Hint: Oxidation is a number assigned to an element in a chemical combination which represents the number of electrons lost or gained, by an atom of that element in the compound. If the oxidation number is positive, then this means that the atom loses electrons, and if it is negative, it means the atom gains electrons. If it is zero, then the atom neither gains nor loses electrons.

Complete answer:
Oxidation number, also called oxidation state, the total number of electrons that an atom either gains or losses in order to form a chemical bond with another atom.
The oxidation state of a free element (uncombined element) is zero. For a simple (monoatomic) ion, the oxidation state is equal to the net charge on the ion.

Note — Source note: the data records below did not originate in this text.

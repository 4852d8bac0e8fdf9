//! Best-estimate axis and the run attribution of its slots.
//!
//! The best axis merges the time axes of all runs after shifting each run
//! onto the first runtime, approximating one continuous series. The
//! attribution map records, for every best-axis slot, which run supplies
//! the value there.

use chrono::{DateTime, Utc};
use serde::{Deserialize, Serialize};

use crate::error::{CoordError, Result};
use crate::period::PeriodUnit;
use crate::time_axis::TimeAxis;
use crate::value::{AxisVariant, LocalValue};

/// Merged, deduplicated time axis spanning every run of a coordinate.
///
/// Values are offsets from the first runtime of the source coordinate and
/// carry no run attribution of their own.
#[derive(Debug, Clone, PartialEq, Eq, Hash)]
pub struct BestAxis {
    axis: TimeAxis,
}

impl BestAxis {
    pub(crate) fn new(axis: TimeAxis) -> Self {
        Self { axis }
    }

    pub fn size(&self) -> usize {
        self.axis.size()
    }

    pub fn is_empty(&self) -> bool {
        self.axis.is_empty()
    }

    pub fn variant(&self) -> AxisVariant {
        self.axis.variant()
    }

    pub fn unit(&self) -> PeriodUnit {
        self.axis.unit()
    }

    /// The first runtime of the coordinate the axis was derived from.
    pub fn reference_time(&self) -> DateTime<Utc> {
        self.axis.reference_time()
    }

    pub fn value_at(&self, index: usize) -> Option<LocalValue> {
        self.axis.value_at(index)
    }

    pub fn index_of(&self, value: &LocalValue) -> Option<usize> {
        self.axis.index_of(value)
    }

    pub fn iter(&self) -> impl Iterator<Item = LocalValue> + '_ {
        self.axis.iter()
    }

    pub fn interval_name(&self) -> Option<String> {
        self.axis.interval_name()
    }

    pub fn as_axis(&self) -> &TimeAxis {
        &self.axis
    }

    pub fn into_axis(self) -> TimeAxis {
        self.axis
    }
}

/// Per best-axis slot, `1 + run index` of the supplying run; 0 means no run.
#[derive(Debug, Clone, PartialEq, Eq, Hash, Serialize, Deserialize)]
pub struct RunAttributionMap {
    entries: Vec<usize>,
}

impl RunAttributionMap {
    pub(crate) fn zeroed(len: usize) -> Self {
        Self {
            entries: vec![0; len],
        }
    }

    pub fn len(&self) -> usize {
        self.entries.len()
    }

    pub fn is_empty(&self) -> bool {
        self.entries.is_empty()
    }

    /// Raw one-based entries.
    pub fn entries(&self) -> &[usize] {
        &self.entries
    }

    /// Zero-based run index supplying `slot`, or `None` when no run does.
    pub fn run_for_slot(&self, slot: usize) -> Option<usize> {
        match self.entries.get(slot) {
            Some(&entry) if entry > 0 => Some(entry - 1),
            _ => None,
        }
    }

    /// Number of slots no run supplies.
    pub fn missing_count(&self) -> usize {
        self.entries.iter().filter(|&&e| e == 0).count()
    }

    pub fn iter(&self) -> impl Iterator<Item = Option<usize>> + '_ {
        self.entries.iter().map(|&e| e.checked_sub(1))
    }

    fn assign(&mut self, slot: usize, run_idx: usize) {
        self.entries[slot] = run_idx + 1;
    }

    pub(crate) fn offer<P: AttributionPolicy + ?Sized>(
        &mut self,
        slot: usize,
        run_idx: usize,
        policy: &P,
    ) {
        match self.run_for_slot(slot) {
            Some(current) if !policy.replaces(current, run_idx) => {}
            _ => self.assign(slot, run_idx),
        }
    }
}

/// Conflict policy for best-axis slots supplied by more than one run.
pub trait AttributionPolicy {
    /// Whether run `candidate` takes over a slot already attributed to run
    /// `current`. Both are zero-based run indices.
    fn replaces(&self, current: usize, candidate: usize) -> bool;
}

/// The most recent run overrides older runs for the same validity time.
#[derive(Debug, Clone, Copy, Default, PartialEq, Eq)]
pub struct LatestRunWins;

impl AttributionPolicy for LatestRunWins {
    fn replaces(&self, current: usize, candidate: usize) -> bool {
        candidate > current
    }
}

/// Number of records backing each `(run index, time index)` slot.
///
/// Partition views whose nominal axes outrun the data actually present
/// report zero for the missing slots, and attribution skips them.
pub trait SlotDensity {
    fn count(&self, run_idx: usize, time_idx: usize) -> usize;
}

impl<F> SlotDensity for F
where
    F: Fn(usize, usize) -> usize,
{
    fn count(&self, run_idx: usize, time_idx: usize) -> usize {
        self(run_idx, time_idx)
    }
}

/// Ragged record-count matrix, one row per run sized to that run's axis.
#[derive(Debug, Clone, PartialEq, Eq, Default)]
pub struct SlotCounts {
    rows: Vec<Vec<usize>>,
}

impl SlotCounts {
    /// Zero counts for runs with the given axis sizes.
    pub fn zeroed(axis_sizes: impl IntoIterator<Item = usize>) -> Self {
        Self {
            rows: axis_sizes.into_iter().map(|n| vec![0; n]).collect(),
        }
    }

    pub(crate) fn from_rows(rows: Vec<Vec<usize>>) -> Self {
        Self { rows }
    }

    /// Add `n` records to a slot.
    pub fn add(&mut self, run_idx: usize, time_idx: usize, n: usize) -> Result<()> {
        let n_runs = self.rows.len();
        let row = self
            .rows
            .get_mut(run_idx)
            .ok_or_else(|| CoordError::index_out_of_range("slot counts", run_idx, n_runs))?;
        let row_len = row.len();
        let cell = row
            .get_mut(time_idx)
            .ok_or_else(|| CoordError::index_out_of_range("slot counts row", time_idx, row_len))?;
        *cell += n;
        Ok(())
    }

    pub fn n_runs(&self) -> usize {
        self.rows.len()
    }

    /// Total number of records over all slots.
    pub fn total(&self) -> usize {
        self.rows.iter().flatten().sum()
    }

    /// Number of slots with no backing record.
    pub fn missing(&self) -> usize {
        self.rows.iter().flatten().filter(|&&n| n == 0).count()
    }
}

impl SlotDensity for SlotCounts {
    fn count(&self, run_idx: usize, time_idx: usize) -> usize {
        self.rows
            .get(run_idx)
            .and_then(|row| row.get(time_idx))
            .copied()
            .unwrap_or(0)
    }
}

Note that the sum of the oxidation levels of all of the atoms in the molecule equals zero.
 Let’s calculate the oxidation number of each.

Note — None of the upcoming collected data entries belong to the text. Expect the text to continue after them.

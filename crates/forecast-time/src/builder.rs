//! Incremental construction of a [`Time2DCoordinate`] from a record stream.
//!
//! Records arrive in any order. Each distinct runtime gets a stable slot the
//! first time it is seen, and the slot's accumulator collects that run's
//! local values. Slots are only put in runtime order once, at finalize.

use std::collections::{BTreeMap, HashMap};
use std::marker::PhantomData;

use chrono::{DateTime, Utc};
use tracing::{debug, trace};

use crate::best::SlotCounts;
use crate::config::CoordinateConfig;
use crate::error::{CoordError, Result};
use crate::period::PeriodUnit;
use crate::record::RecordExtractor;
use crate::runtime::RuntimeAxis;
use crate::time2d::Time2DCoordinate;
use crate::time_axis::TimeAxis;
use crate::value::{AxisVariant, CompositeValue, Interval, LocalValue};

/// Local values of one run with the number of records seen for each.
#[derive(Debug, Clone)]
enum AxisAccumulator {
    Point(BTreeMap<i32, usize>),
    Interval(BTreeMap<Interval, usize>),
}

impl AxisAccumulator {
    fn new(variant: AxisVariant) -> Self {
        match variant {
            AxisVariant::Point => Self::Point(BTreeMap::new()),
            AxisVariant::Interval => Self::Interval(BTreeMap::new()),
        }
    }

    fn variant(&self) -> AxisVariant {
        match self {
            Self::Point(_) => AxisVariant::Point,
            Self::Interval(_) => AxisVariant::Interval,
        }
    }

    fn add(&mut self, value: LocalValue) -> Result<()> {
        match (self, value) {
            (Self::Point(counts), LocalValue::Point(offset)) => {
                *counts.entry(offset).or_default() += 1;
            }
            (Self::Interval(counts), LocalValue::Interval(intv)) => {
                *counts.entry(intv).or_default() += 1;
            }
            (acc, value) => value.expect_variant(acc.variant())?,
        }
        Ok(())
    }

    /// The finished axis plus the record count of every axis position.
    fn finish(self, unit: PeriodUnit, runtime: DateTime<Utc>) -> (TimeAxis, Vec<usize>) {
        match self {
            Self::Point(counts) => {
                let (offsets, n): (Vec<_>, Vec<_>) = counts.into_iter().unzip();
                (TimeAxis::points(unit, runtime, offsets), n)
            }
            Self::Interval(counts) => {
                let (intervals, n): (Vec<_>, Vec<_>) = counts.into_iter().unzip();
                (TimeAxis::intervals(unit, runtime, intervals), n)
            }
        }
    }
}

/// Streams records into a [`Time2DCoordinate`].
///
/// Single owner, single use: [`finalize`](Self::finalize) consumes the
/// builder.
pub struct IncrementalBuilder<R, E> {
    config: CoordinateConfig,
    extractor: E,
    /// Runtimes in order of first appearance; the position is the slot.
    runtimes: Vec<DateTime<Utc>>,
    slots: HashMap<DateTime<Utc>, usize>,
    accumulators: Vec<AxisAccumulator>,
    records: usize,
    _record: PhantomData<fn(&R)>,
}

impl<R, E> IncrementalBuilder<R, E>
where
    E: RecordExtractor<R>,
{
    pub fn new(config: CoordinateConfig, extractor: E) -> Result<Self> {
        config.validate().map_err(CoordError::Config)?;
        Ok(Self {
            config,
            extractor,
            runtimes: Vec::new(),
            slots: HashMap::new(),
            accumulators: Vec::new(),
            records: 0,
            _record: PhantomData,
        })
    }

    pub fn config(&self) -> &CoordinateConfig {
        &self.config
    }

    /// Number of distinct runtimes seen so far.
    pub fn n_runs(&self) -> usize {
        self.runtimes.len()
    }

    /// Number of records and replayed values accepted so far.
    pub fn record_count(&self) -> usize {
        self.records
    }

    pub fn is_empty(&self) -> bool {
        self.runtimes.is_empty()
    }

    fn slot_for(&mut self, runtime: DateTime<Utc>) -> usize {
        if let Some(&slot) = self.slots.get(&runtime) {
            return slot;
        }
        let slot = self.runtimes.len();
        trace!(runtime = %runtime, slot, "new run");
        self.runtimes.push(runtime);
        self.accumulators.push(AxisAccumulator::new(self.config.variant));
        self.slots.insert(runtime, slot);
        slot
    }

    fn accept(&mut self, runtime: DateTime<Utc>, local: LocalValue) -> Result<()> {
        local.expect_variant(self.config.variant)?;
        let slot = self.slot_for(runtime);
        self.accumulators[slot].add(local)?;
        self.records += 1;
        Ok(())
    }

    /// Add one record.
    ///
    /// A record whose local value is of the wrong variant is rejected with
    /// [`CoordError::VariantMismatch`] and leaves the builder unchanged.
    pub fn add_record(&mut self, record: &R) -> Result<()> {
        let runtime = self.extractor.extract_runtime(record);
        let local = self.extractor.extract_local(record)?;
        self.accept(runtime, local)
    }

    /// Add every record of an iterator, stopping at the first error.
    pub fn add_records<'a, I>(&mut self, records: I) -> Result<()>
    where
        I: IntoIterator<Item = &'a R>,
        R: 'a,
    {
        for record in records {
            self.add_record(record)?;
        }
        Ok(())
    }

    /// Replay every composite value of a finished coordinate, e.g. one
    /// partition of a larger collection.
    ///
    /// Values already present are merged when the builder finalizes. A run
    /// whose axis is empty has no composite values, so its runtime is not
    /// carried over.
    pub fn merge_from(&mut self, other: &Time2DCoordinate) -> Result<&mut Self> {
        if other.unit() != self.config.unit {
            return Err(CoordError::Config(format!(
                "cannot merge a coordinate in {} into one in {}",
                other.unit(),
                self.config.unit
            )));
        }
        if other.variant() != self.config.variant {
            return Err(CoordError::VariantMismatch {
                expected: self.config.variant,
                found: other.variant(),
            });
        }

        for value in other.values() {
            self.accept(value.runtime, value.local)?;
        }
        debug!(
            runs = other.n_runs(),
            values = other.size(),
            total_runs = self.n_runs(),
            "Merged partition coordinate"
        );
        Ok(self)
    }

    /// Finish the coordinate.
    pub fn finalize(self) -> Result<Time2DCoordinate> {
        self.finalize_with_counts().map(|(coord, _)| coord)
    }

    /// Finish the coordinate and report how many records back each
    /// `(run index, time index)` slot.
    pub fn finalize_with_counts(self) -> Result<(Time2DCoordinate, SlotCounts)> {
        if self.runtimes.is_empty() {
            return Err(CoordError::EmptyCoordinate);
        }

        let unit = self.config.unit;
        let mut runs: Vec<(DateTime<Utc>, AxisAccumulator)> =
            self.runtimes.into_iter().zip(self.accumulators).collect();
        runs.sort_by_key(|(runtime, _)| *runtime);

        let runtime_axis = RuntimeAxis::from_sorted(runs.iter().map(|(rt, _)| *rt).collect())?;

        let mut times = Vec::with_capacity(runs.len());
        let mut rows = Vec::with_capacity(runs.len());
        let mut values = Vec::new();
        for (runtime, accumulator) in runs {
            let (axis, counts) = accumulator.finish(unit, runtime);
            values.extend(axis.iter().map(|local| CompositeValue::new(runtime, local)));
            times.push(axis);
            rows.push(counts);
        }

        let coord = Time2DCoordinate::new(self.config.code, unit, runtime_axis, times, values)?;
        debug!(
            runs = coord.n_runs(),
            ntimes = coord.n_times(),
            values = coord.size(),
            records = self.records,
            variant = %coord.variant(),
            "Finalized time coordinate"
        );
        Ok((coord, SlotCounts::from_rows(rows)))
    }
}
//! Record stream generators for time coordinate tests.
//!
//! Records are plain `(runtime, value)` tuples so the generators stay
//! independent of the crate under test.

use chrono::{DateTime, Duration, TimeZone, Utc};

use crate::fixtures::{IntervalSchedule, Schedule};

/// The reference epoch all fixture schedules count from.
pub fn epoch() -> DateTime<Utc> {
    Utc.with_ymd_and_hms(2024, 1, 15, 0, 0, 0).unwrap()
}

/// The runtime `hours` after the epoch.
pub fn run_time(hours: i64) -> DateTime<Utc> {
    epoch() + Duration::hours(hours)
}

/// One `(runtime, forecast hour)` record per schedule entry, in schedule
/// order.
pub fn point_records(schedule: Schedule) -> Vec<(DateTime<Utc>, i32)> {
    schedule
        .iter()
        .flat_map(|(run, hours)| hours.iter().map(move |&h| (run_time(*run), h)))
        .collect()
}

/// One `(runtime, (start, end))` record per interval schedule entry.
pub fn interval_records(schedule: IntervalSchedule) -> Vec<(DateTime<Utc>, (i32, i32))> {
    schedule
        .iter()
        .flat_map(|(run, windows)| windows.iter().map(move |&w| (run_time(*run), w)))
        .collect()
}

/// Deterministically scramble a record stream.
///
/// Takes records alternately from the back and the front, so runs arrive
/// interleaved and newest-first; useful for checking that the builder does
/// not depend on input order.
pub fn interleave<T: Clone>(records: &[T]) -> Vec<T> {
    let mut out = Vec::with_capacity(records.len());
    let (mut lo, mut hi) = (0usize, records.len());
    let mut from_back = true;
    while lo < hi {
        if from_back {
            hi -= 1;
            out.push(records[hi].clone());
        } else {
            out.push(records[lo].clone());
            lo += 1;
        }
        from_back = !from_back;
    }
    out
}

/// Repeat every record `n` times, as when several parameters share a
/// time coordinate.
pub fn repeat_records<T: Clone>(records: &[T], n: usize) -> Vec<T> {
    records
        .iter()
        .flat_map(|r| std::iter::repeat(r.clone()).take(n))
        .collect()
}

Let the oxidation number of carbon be $X$
Oxidation state of $H = + 1,Cl = F = - 1$ and $O = 12$
A.$C{H_4} = X + 4 \times 1 = 0$
$ \Rightarrow X = - 4$
B.$CC{l_4} = X + 4 \times ( - 1) = 0$
$ \Rightarrow X = + 4$
C.$C{F_4} = X + 4 \times ( - 1) = 0$
$ \Rightarrow X = + 4$
D.$C{O_2} = X + 2 \times ( - 2) = 0$
$ \Rightarrow X = + 4$
Lowest oxidation of carbon is $ - 4$ is in $C{H_4}$
So, the correct answer is (A) $C{H_4}$

Note:
The oxidation state of an atom does not represent the real formal charge on that atom, or any other actual atomic property. This is particularly true of high oxidation states, where the ionization energy required to produce a multiply positive ion is far greater than the energies available in chemical reactions. Additionally, the oxidation states of atoms in a given compound may vary depending on the choice of electronegativity scale used in their calculation.